Lankford: And we’ve talked a lot about how do we actually get the rebate to the actual consumer who is most affected by that, I think that is part of this long term, getting out of the Medicaid portion, getting over to the private side of it, that’s a different issue. But this has become extremely complicated.
Several of you have brought up, and several of us have brought up, the issue of a flat fee basically for doing a prescription, rather than a percentage. That is currently in the Medicaid program for the pharmacist. The pharmacist doesn’t get a higher amount based on the cost of the prescription, they get a flat fee as a pharmacist, regardless of the cost of prescription, just to do the dispensing. It seems odd the physician is not in the same spot as the pharmacist is in. Somehow, we think flat fees are okay with pharmacists but flat fees are not okay for the person actually writing the script on it. Does that seem odd?
Mr. Peter Bach: I think we have all agreed that the physicians getting a percentage of the drug price is not good policy.
Lankford: Dr. Miller, you made a comment in your written testimony as well, trying to, looks like trying to dispel this argument about the high price of drugs is based on R & D (research and development). You made the statement, ‘Between 2013-2017, the five largest US based drug companies spent substantially more on marketing and administrative costs than on research and development.’
Miller: That’s right.
Lankford: What do you include in the administrative costs there?

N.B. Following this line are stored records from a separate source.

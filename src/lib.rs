//! Seeding tool for the Sympathetic Resonance item database.
//!
//! Holds the static faction item catalog, computes the design-review
//! balance report, and bulk-loads the catalog into the game's SQLite
//! `items` table. One shot, no persistent state.

pub mod balance;
pub mod database;
pub mod items;
pub mod items_database;
pub mod models;
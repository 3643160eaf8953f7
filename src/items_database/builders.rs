use crate::items::{
    ItemAbility, ItemBonus, ItemDefinition, ItemProperties, ItemRequirements, RiskReward,
};
use crate::models::{EducationalFunction, EquipmentSlot, ItemType, Rarity};

/// Fluent builder for catalog entries. Defaults mirror what nearly every
/// faction item shares (full durability, Common rarity) so the per-item
/// modules only state what differs.
pub struct ItemBuilder {
    inner: ItemDefinition,
}

impl ItemBuilder {
    pub fn new(id: &str, name: &str, description: &str, item_type: ItemType) -> Self {
        Self {
            inner: ItemDefinition {
                id: id.to_string(),
                name: name.to_string(),
                description: description.to_string(),
                item_type,
                properties: ItemProperties {
                    weight: 0.0,
                    value: 0,
                    rarity: Rarity::Common,
                    durability: 100,
                    max_durability: 100,
                    magical: false,
                    equipment_slot: None,
                    bonuses: None,
                    abilities: None,
                    concealment: None,
                    educational_function: None,
                    learning_bonus: None,
                    applicable_theories: None,
                    seasonal_bonus: None,
                    commercial_value: None,
                    dangerous: None,
                    detection_risk: None,
                    synthesis_bonus: None,
                    grand_synthesis: None,
                    tool_function: None,
                    precision_bonus: None,
                    theory_focus: None,
                    risk_reward: None,
                    variable_quality: None,
                    legal_risk: None,
                    requirements: None,
                },
            },
        }
    }

    pub fn weight(mut self, weight: f64) -> Self {
        self.inner.properties.weight = weight;
        self
    }

    pub fn value(mut self, value: u32) -> Self {
        self.inner.properties.value = value;
        self
    }

    pub fn rarity(mut self, rarity: Rarity) -> Self {
        self.inner.properties.rarity = rarity;
        self
    }

    /// Current durability for items that start worn. Max stays at 100.
    pub fn durability(mut self, current: u32) -> Self {
        self.inner.properties.durability = current;
        self
    }

    pub fn magical(mut self) -> Self {
        self.inner.properties.magical = true;
        self
    }

    pub fn equipment_slot(mut self, slot: EquipmentSlot) -> Self {
        self.inner.properties.equipment_slot = Some(slot);
        self
    }

    pub fn bonus(mut self, bonus: impl Into<ItemBonus>) -> Self {
        self.inner
            .properties
            .bonuses
            .get_or_insert_with(Vec::new)
            .push(bonus.into());
        self
    }

    pub fn ability(mut self, ability: ItemAbility) -> Self {
        self.inner
            .properties
            .abilities
            .get_or_insert_with(Vec::new)
            .push(ability);
        self
    }

    pub fn concealment(mut self) -> Self {
        self.inner.properties.concealment = Some(true);
        self
    }

    pub fn educational(mut self, function: EducationalFunction, learning_bonus: f64) -> Self {
        self.inner.properties.educational_function = Some(function);
        self.inner.properties.learning_bonus = Some(learning_bonus);
        self
    }

    pub fn applicable_theories(mut self, theories: &[&str]) -> Self {
        self.inner.properties.applicable_theories =
            Some(theories.iter().map(|t| t.to_string()).collect());
        self
    }

    pub fn seasonal_bonus(mut self) -> Self {
        self.inner.properties.seasonal_bonus = Some(true);
        self
    }

    pub fn commercial_value(mut self) -> Self {
        self.inner.properties.commercial_value = Some(true);
        self
    }

    pub fn dangerous(mut self) -> Self {
        self.inner.properties.dangerous = Some(true);
        self
    }

    pub fn detection_risk(mut self, risk: f64) -> Self {
        self.inner.properties.detection_risk = Some(risk);
        self
    }

    pub fn synthesis_bonus(mut self, bonus: f64) -> Self {
        self.inner.properties.synthesis_bonus = Some(bonus);
        self
    }

    pub fn grand_synthesis(mut self) -> Self {
        self.inner.properties.grand_synthesis = Some(true);
        self
    }

    pub fn tool_function(mut self, function: &str) -> Self {
        self.inner.properties.tool_function = Some(function.to_string());
        self
    }

    pub fn precision_bonus(mut self, bonus: f64) -> Self {
        self.inner.properties.precision_bonus = Some(bonus);
        self
    }

    pub fn theory_focus(mut self, theory: &str) -> Self {
        self.inner.properties.theory_focus = Some(theory.to_string());
        self
    }

    pub fn risk_reward(mut self, breakthrough_chance: f64, failure_chance: f64) -> Self {
        self.inner.properties.risk_reward = Some(RiskReward {
            breakthrough_chance,
            failure_chance,
        });
        self
    }

    pub fn variable_quality(mut self) -> Self {
        self.inner.properties.variable_quality = Some(true);
        self
    }

    pub fn legal_risk(mut self) -> Self {
        self.inner.properties.legal_risk = Some(true);
        self
    }

    pub fn requirements(mut self, requirements: ItemRequirements) -> Self {
        self.inner.properties.requirements = Some(requirements);
        self
    }

    pub fn build(self) -> ItemDefinition {
        self.inner
    }
}
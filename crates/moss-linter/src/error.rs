//! Error types for linter adapters.

use thiserror::Error;

/// Error raised by a [`LinterHandler`](crate::LinterHandler) callback.
pub type HandlerError = Box<dyn std::error::Error + Send + Sync>;

/// Invalid combination of adapter options, detected when the adapter is built.
#[derive(Debug, Error)]
pub enum ConfigurationError {
    #[error("unknown option: {0}")]
    UnknownOption(String),
    #[error("`{0}` requires `provides_correction`")]
    DiffOptionWithoutCorrection(&'static str),
    #[error("`provides_correction` and `output_pattern` are mutually exclusive")]
    CorrectionWithPattern,
    #[error("`severity_map` requires `output_pattern`")]
    SeverityMapWithoutPattern,
    #[error("either `output_pattern` or `provides_correction` must be set")]
    MissingOutputStrategy,
    #[error("`use_stdout` and `use_stderr` are both disabled, no output to inspect")]
    NoOutputStream,
    #[error("invalid output pattern: {0}")]
    InvalidPattern(#[from] regex::Error),
    #[error("output pattern has no `{0}` capture group")]
    MissingCaptureGroup(&'static str),
    #[error("invalid options: {0}")]
    Invalid(String),
}

/// The wrapped tool cannot be run on this host.
#[derive(Debug, Clone, PartialEq, Eq, Error)]
#[error("{reason}")]
pub struct PrerequisiteUnmet {
    pub reason: String,
}

impl PrerequisiteUnmet {
    pub fn new(reason: impl Into<String>) -> Self {
        Self {
            reason: reason.into(),
        }
    }
}

/// Failure while preparing or running the tool.
#[derive(Debug, Error)]
pub enum LinterError {
    #[error("empty command")]
    EmptyCommand,
    #[error("failed to start `{executable}`: {source}")]
    ProcessStart {
        executable: String,
        source: std::io::Error,
    },
    #[error("I/O error while running `{executable}`: {source}")]
    ProcessIo {
        executable: String,
        source: std::io::Error,
    },
    #[error("failed to write config file for `{executable}`: {source}")]
    ConfigWrite {
        executable: String,
        source: std::io::Error,
    },
    #[error("handler for `{executable}` failed: {source}")]
    Handler {
        executable: String,
        source: HandlerError,
    },
}

/// A single match of the output pattern could not be turned into a diagnostic.
#[derive(Debug, Clone, PartialEq, Eq, Error)]
pub enum ExtractionError {
    #[error("unknown severity `{severity}` in `{snippet}`")]
    UnknownSeverity { severity: String, snippet: String },
    #[error("invalid number `{value}` for `{group}` in `{snippet}`")]
    InvalidNumber {
        group: &'static str,
        value: String,
        snippet: String,
    },
    #[error("no `{group}` captured in `{snippet}`")]
    MissingGroup {
        group: &'static str,
        snippet: String,
    },
}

Miller: I’m not sure I can book this through this for you right here, but we’re talking about things like marketing costs, advertising costs. Those are included in the number that we were putting together. I can come back to you and give you the details on what we put in. I just can’t do it off the top of my head.
Lankford: Sure, that’s fine, but are you trying to push back on the issue of everyone who says that says drug costs are going up because of R & D, actually is not comparable because administrative costs and marketing costs are as high as R & D costs?
I am trying to say a couple of things, and I appreciate the opportunity to spell it out. The first thing I would say to you, and again this draws on Peter’s research, The revenues that come out of the United States exceed R & D revenues by something like 70-75 percent, somewhere in that range. So, the first point is when people say R & D is driving these prices, there is a big disconnect in that. The second point we are trying to make with that, we looked at specific companies, and said ‘how does your R & D look at relieve of other expenditures in your company,’ and we found many companies that are spending much more on adverting, marking, and other administrate expenses than on R & D.